Plusieurs assassinats de défenseurs des droits de l'homme, de journalistes d'investigation, d’avocats engagés et de leaders d'opinion critiques n’ont pas fait l’objet d’enquêtes sérieuses. Certains cas flagrants sont devenus les symboles du phénomène d’impunité, qui encourage à commettre d’autres meurtres et tend à paralyser le débat public.
Ces crimes politiques se sont multipliés au cours des dix dernières années. Ce sont des tragédies humaines, encore aggravées par une apparente volonté de cacher la vérité.
Une impunité systématique
L’absence regrettable d’enquête effective sur l’enlèvement et le meurtre de Guéorgui Gongadzé, intervenus en septembre 2000 en Ukraine, reste un exemple emblématique des formes que prend l’impunité. L’incohérence et la passivité des procureurs successifs semblent liées au fait que certains des comploteurs occupaient, ou occupent toujours, des postes importants.
De manière analogue, les enquêtes sur les meurtres d’Elmar Huseynov en Azerbaïdjan (mars 2005) et de Hrant Dink en Turquie (janvier 2007), deux éminents rédacteurs en chef, ont été beaucoup trop lentes et superficielles. Le traitement des affaires Gongadzé et Dink a déjà été condamné par la Cour européenne des droits de l'homme, qui est maintenant également saisie de l’affaire Huseynov.
Le meurtre de Natalia Estemirova en Fédération de Russie semble relever de la même catégorie. En juillet 2009, Mme Estemirova a été enlevée à son domicile de Grozny, puis retrouvée morte.

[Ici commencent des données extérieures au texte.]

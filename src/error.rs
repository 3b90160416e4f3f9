//! Whisper error types.
//!
//! Library components return their own error enums. [`WhisperError`] is the
//! crate-level union used by configuration, key files and the shell. The
//! `Crypto` and `Obfuscation` variants keep the full chain via `#[source]`
//! so `anyhow` in the binary can print complete context.

use std::path::PathBuf;

use thiserror::Error;

use crate::crypto::{CryptoError, ErrorKind};
use crate::obfuscate::ObfuscationError;
use crate::otp::OtpError;

/// Whisper errors.
#[derive(Error, Debug)]
pub enum WhisperError {
    /// Cryptographic operation failed.
    #[error("Crypto error: {0}")]
    Crypto(#[source] CryptoError),

    /// Identifier codec failure.
    #[error("{0}")]
    Obfuscation(#[source] ObfuscationError),

    /// OTP parameters rejected.
    #[error("OTP error: {0}")]
    Otp(#[source] OtpError),

    /// Configuration error.
    #[error("Config error: {0}")]
    Config(String),

    /// Key file could not be used.
    #[error("Key file {path}: {reason}")]
    KeyFile {
        /// File that failed
        path: PathBuf,
        /// What was wrong with it
        reason: String,
    },

    /// Shell command misuse.
    #[error("{0}")]
    Shell(String),

    /// JSON serialization/deserialization error.
    #[error("JSON error: {0}")]
    Json(#[from] serde_json::Error),

    /// I/O error.
    #[error("IO error: {0}")]
    Io(#[from] std::io::Error),
}

impl WhisperError {
    /// Map onto the shared failure taxonomy. Errors outside the core
    /// (files, shell usage) count as configuration problems.
    pub fn kind(&self) -> ErrorKind {
        match self {
            WhisperError::Crypto(e) => e.kind(),
            WhisperError::Obfuscation(e) => e.kind(),
            WhisperError::Otp(e) => e.kind(),
            WhisperError::Json(_) => ErrorKind::MalformedInput,
            WhisperError::Config(_)
            | WhisperError::KeyFile { .. }
            | WhisperError::Shell(_)
            | WhisperError::Io(_) => ErrorKind::Configuration,
        }
    }
}

/// Result type alias for Whisper operations
pub type Result<T> = std::result::Result<T, WhisperError>;

impl From<CryptoError> for WhisperError {
    fn from(err: CryptoError) -> Self {
        WhisperError::Crypto(err)
    }
}

impl From<ObfuscationError> for WhisperError {
    fn from(err: ObfuscationError) -> Self {
        WhisperError::Obfuscation(err)
    }
}

impl From<OtpError> for WhisperError {
    fn from(err: OtpError) -> Self {
        WhisperError::Otp(err)
    }
}

impl From<toml::de::Error> for WhisperError {
    fn from(err: toml::de::Error) -> Self {
        WhisperError::Config(err.to_string())
    }
}
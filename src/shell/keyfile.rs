//! JSON key files.
//!
//! ```json
//! {
//!   "keys":   { "prod": "AAECAwQFBgcICQoLDA0ODw==" },
//!   "legacy": { "prod": 1234567 }
//! }
//! ```
//!
//! `keys` holds base64 AES keys. `legacy` holds integer seeds for the old
//! obfuscation scheme; they are parsed and counted but not used.

use std::collections::BTreeMap;
use std::path::Path;

use serde::{Deserialize, Serialize};

use crate::crypto::{KeyAlgorithm, KeyId, KeyMaterial};
use crate::error::{Result, WhisperError};

/// Parsed key file
#[derive(Debug, Clone, Default, PartialEq, Eq, Serialize, Deserialize)]
pub struct KeyFile {
    /// Key name to base64 AES key
    #[serde(default)]
    pub keys: BTreeMap<String, String>,

    /// Key name to legacy integer seed
    #[serde(default)]
    pub legacy: BTreeMap<String, i64>,
}

impl KeyFile {
    /// Read and parse a key file
    pub fn from_path(path: &Path) -> Result<Self> {
        let text = std::fs::read_to_string(path).map_err(|e| WhisperError::KeyFile {
            path: path.to_path_buf(),
            reason: e.to_string(),
        })?;
        Self::parse(&text).map_err(|e| WhisperError::KeyFile {
            path: path.to_path_buf(),
            reason: e.to_string(),
        })
    }

    /// Parse key file JSON
    pub fn parse(text: &str) -> Result<Self> {
        Ok(serde_json::from_str(text)?)
    }

    /// Decode every key. Fails on the first key that is not valid base64.
    pub fn decode_keys(&self) -> Result<Vec<(KeyId, KeyMaterial)>> {
        self.keys
            .iter()
            .map(|(name, text)| {
                let key = KeyMaterial::from_base64(KeyAlgorithm::Aes, text).map_err(|e| {
                    WhisperError::Shell(format!("Key <{name}> is not valid base64: {e}"))
                })?;
                Ok((KeyId::new(name.clone()), key))
            })
            .collect()
    }

    /// Serialize as pretty JSON
    pub fn to_json(&self) -> Result<String> {
        Ok(serde_json::to_string_pretty(self)?)
    }
}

Comme dans la plupart des autres cas de disparition et de meurtre en République tchétchène, l’enquête s’est heurtée à des obstacles majeurs, notamment au manque de coopération de la part de membres des forces de police et de sécurité.
Les ravages de l’impunité
Si ces affaires ont eu un retentissement international, il y a cependant bien d’autres exemples d’assassinats commandités ou résultant d’une collusion. Les instigateurs de ces meurtres appartiendraient à des milieux politiques non démocratiques, à des forces de police ou de sécurité ou à des organisations criminelles – dont les intérêts se rejoignent souvent.
Justice n’est pas faite dans ces affaires. Il y a des raisons de penser que les commanditaires de ces crimes - ou bien leurs supérieurs ou leurs représentants - exercent aussi sur les services de l’Etat une influence suffisante pour empêcher les enquêtes officielles ou pour les détourner, les entraver ou les prolonger indûment, de manière à les rendre inefficaces.
Il est indispensable de lutter contre l’impunité avec détermination pour prévenir de nouveaux crimes, faire respecter la prééminence du droit et préserver la confiance du public dans le système judiciaire. C’est aussi un moyen de permettre aux victimes d’obtenir réparation.
Rendre les enquêtes plus effectives
Préoccupé par le nombre important d’affaires concernant des violations graves des droits de l'homme qui n’ont pas été élucidées, le Comité des Ministres du Conseil de l'Europe a adopté des lignes directrices dans lesquelles figurent des mesures concrètes que les gouvernements devraient prendre pour éliminer l’impunité.
Ces lignes directrices, adoptées en mars 2011, ont pour but « de prévenir et de lutter contre les pratiques institutionnelles qui favorisent, au sein de l’administration, l’impunité ». Elles soulignent l’importance de mener des enquêtes effectives et définissent en détail les critères d’une telle enquête : adéquation, approfondissement, indépendance, promptitude et publicité.
Lutter contre l’impunité en respectant ces grands principes suppose aussi de protéger efficacement les procureurs, les donneurs d’alerte et les témoins qui participent à l’élucidation d’affaires sensibles. Il faut bien faire comprendre que non seulement les auteurs des crimes seront sanctionnés, mais que les agents de l’Etat qui favorisent l’impunité auront également à rendre des comptes.
Toutes ces mesures semblent évidentes dans une société qui respecte la prééminence du droit. Pourtant, l’expérience montre que les efforts visant à établir les responsabilités peuvent se heurter à une résistance extrêmement tenace, voire brutale, dans les affaires politiques. Le seul véritable moyen de lutter contre l’impunité est de traduire en justice tous les complices du crime – quels qu’ils soient.